The WPJ
U.S. Hotel Market Reports Performance Uptick in December

U.S. Hotel Market Reports Performance Uptick in December

Vacation News » North America Vacation News Edition | By David Barley | January 28, 2013 11:34 AM ET



US-Hotel-wpcki.jpg According to STR, the U.S. hotel industry reported increases in all three key performance metrics for fourth quarter 2012 in year-over-year measurements.

The industry's occupancy increased 2.4 percent to 56.6 percent, average daily rate rose 4.0 percent to US$106.54 and revenue per available room was up 6.5 percent to US$60.34.

"The industry finished 2012 on a good note in the fourth quarter," said Bobby Bowers, senior VP of operations at STR. "RevPAR gained 6.5 percent-driven primarily by a 4.2 percent ADR growth. We expect this pattern will continue in 2013, as demand growth slows somewhat and ADR traction holds.
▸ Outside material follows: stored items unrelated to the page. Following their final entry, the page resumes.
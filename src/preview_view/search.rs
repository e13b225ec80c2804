use super::{Panel, PreviewView};

impl PreviewView {
    pub(super) fn open_search(&mut self) {
        if self.search_open || !matches!(self.panel, Panel::Preview) {
            return;
        }

        self.search_open = true;
        self.search_input.clear();
    }

    pub(super) fn close_search(&mut self) {
        if !self.search_open {
            return;
        }

        self.search_open = false;
        self.search_input.clear();
        self.renderer.clear_search();
    }

    pub(super) fn search_next(&mut self) {
        if self.renderer.search_results().is_empty() {
            return;
        }

        self.renderer.next_match();
        self.scroll_to_current_match();
    }

    pub(super) fn search_previous(&mut self) {
        if self.renderer.search_results().is_empty() {
            return;
        }

        self.renderer.previous_match();
        self.scroll_to_current_match();
    }

    fn scroll_to_current_match(&mut self) {
        self.renderer.reveal_current_match();
    }

    /// Re-runs the query in the search bar. The first hit at or below the
    /// top of the viewport becomes current, so typing doesn't jump
    /// backwards past what is on screen.
    pub(super) fn perform_search(&mut self) {
        let query = self.search_input.text().to_string();
        let count = self.renderer.search(&query);
        if count == 0 {
            return;
        }

        let top_line = self.surface.state().first_visible_line();
        self.renderer.jump_to_nearest(top_line);
        self.scroll_to_current_match();
    }

    pub(super) fn toggle_search_case_sensitive(&mut self) {
        self.renderer.toggle_case_sensitive();
        self.scroll_to_current_match();
    }

    pub(super) fn toggle_search_regex(&mut self) {
        self.renderer.toggle_regex_mode();
        self.scroll_to_current_match();
    }
}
"Room supply growth is gaining momentum-up 0.7 percent in the quarter-but we don't expect new hotel room capacity will be a major drag on overall 2013 industry performance," he continued. "As the U.S. hotel industry enters its fourth year of recovery, we anticipate another good year in 2013 with full year RevPAR growth in the 5.5 percent to 6.0 percent range."

Among the Top 25 Markets, Houston, Texas, rose 6.9 percent in occupancy to 62.3 percent, reporting the largest increase in that metric, followed by New Orleans, Louisiana (+6.5 percent to 65.4 percent), and Seattle, Washington (+6.5 percent to 64.4 percent).

Oahu Island, Hawaii, increased 9.5 percent in ADR to US$189.55, reporting the largest increase in that metric.

Eight markets experienced double-digit RevPAR increases for the quarter: New Orleans (+14.0 percent to US$88.04); Los Angeles-Long Beach, California (+13.8 percent to US$91.40); Seattle (+13.2 percent to US$75.19); Atlanta, Georgia (+12.7 percent to US$49.65); Houston (+12.6 percent to US$58.65); Oahu Island (+12.2 percent to US$155.47); Anaheim-Santa Ana (+12.1 percent to US$81.61); and Denver, Colorado (+11.3 percent to US$60.37).

Washington, D.C., posted the largest decrease in all three key performance metrics. Its occupancy fell 1.8 percent to 60.8 percent, its ADR was down 0.8 percent to US$143.03 and its RevPAR decreased 2.6 percent to US$87.00.